Measles has been recognized as a distinct clinical disease for more than 10 centuries and in the developing world is associated with high mortality rates in early childhood.The epidemiology of measles is markedly affected by population size, density, movement, and social behavior. In the absence of vaccination, the disease infects essentially everyone at some time during life except in isolated populations. Beginning in 1963 the availability and increasing use of live attenuated measles vaccines have made prevention possible. Countries in the Americas, Europe, and the Eastern Mediterranean have undertaken the interruption of measles transmission.1,2 Measles has not been endemic in the United States since 1997.3 Indigenous transmission of measles was interrupted in the Americas in 2002.4
Measles is one of the most contagious of infectious diseases. Mathematical models suggest that in a totally susceptible population the average case of measles may result in transmission of measles to 12–18 persons.5 Thus it is estimated that the immunity level needed to interrupt transmission is on the order of 94% or higher. Contact rates vary substantially by age group and affect the age-specific level of immunity needed to prevent transmission. Although high levels of immunity substantially reduce the likelihood that susceptible persons within a population will be exposed to disease, there is no level of immunity short of 100% that will absolutely guarantee absence of transmission.
Following an incubation period averaging 10–12 days (range 8–16 days), the patient typically has fever and malaise, followed shortly thereafter by cough, coryza, and conjunctivitis.6 An enanthem, characterized by small bluish white spots on a red background (Koplik's spots), may be seen on the buccal mucosa within the two days before and after the onset of rash. The characteristic maculopapular rash of measles usually appears an average of 14 days after infection begins and typically 2–4 days after the onset of the prodromal symptoms. The exanthem classically starts on the face and hairline and then spreads to the trunk and extremities.
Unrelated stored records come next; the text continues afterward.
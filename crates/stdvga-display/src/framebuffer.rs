use crate::Result;

/// A mapped view of linear framebuffer memory.
pub trait FrameBufferMemory {
    fn as_bytes(&self) -> &[u8];
    fn as_bytes_mut(&mut self) -> &mut [u8];

    fn len(&self) -> usize {
        self.as_bytes().len()
    }

    fn is_empty(&self) -> bool {
        self.len() == 0
    }
}

/// Maps physical framebuffer ranges (to be provided by the host I/O layer).
///
/// Failures are reported as [`crate::DisplayError::InsufficientResources`] and propagated
/// unchanged.
pub trait FrameBufferMapper {
    type Mapping: FrameBufferMemory;

    fn map_frame_buffer(&mut self, physical_base: u64, len: usize) -> Result<Self::Mapping>;
    fn unmap_frame_buffer(&mut self, mapping: Self::Mapping);
}

/// Framebuffer backed by host memory.
#[derive(Debug, Clone, Default, PartialEq, Eq)]
pub struct VecFrameBuffer {
    physical_base: u64,
    bytes: Vec<u8>,
}

impl VecFrameBuffer {
    pub fn new(physical_base: u64, len: usize) -> Self {
        Self {
            physical_base,
            bytes: vec![0; len],
        }
    }

    pub fn physical_base(&self) -> u64 {
        self.physical_base
    }
}

impl FrameBufferMemory for VecFrameBuffer {
    fn as_bytes(&self) -> &[u8] {
        &self.bytes
    }

    fn as_bytes_mut(&mut self) -> &mut [u8] {
        &mut self.bytes
    }
}

/// Mapper that hands out zeroed host-memory framebuffers, for tools and tests.
#[derive(Debug, Clone, Default)]
pub struct HostMapper {
    /// Number of live mappings.
    pub mapped: usize,
}

impl FrameBufferMapper for HostMapper {
    type Mapping = VecFrameBuffer;

    fn map_frame_buffer(&mut self, physical_base: u64, len: usize) -> Result<VecFrameBuffer> {
        self.mapped += 1;
        Ok(VecFrameBuffer::new(physical_base, len))
    }

    fn unmap_frame_buffer(&mut self, _mapping: VecFrameBuffer) {
        self.mapped = self.mapped.saturating_sub(1);
    }
}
The patient's temperature usually peaks 1–3 days following the onset of rash. The rash, areas of which fade in order of appearance, typically lasts 5–7 days, and the illness is entirely gone by 10–14 days after the onset of symptoms. There are few clinically inapparent primary infections.
The patient is infectious during the prodromal period and for the first few days of rash. The infectious period is usually considered to stretch from four days before to four days after the onset of rash. Measles is usually transmitted in large respiratory droplets, requiring close contact between patients and susceptible persons. However, measles virus can survive for at least two hours in fine droplets, and airborne spread has been documented.7,8 Neither a long-term infectious carrier state nor an animal reservoir is known.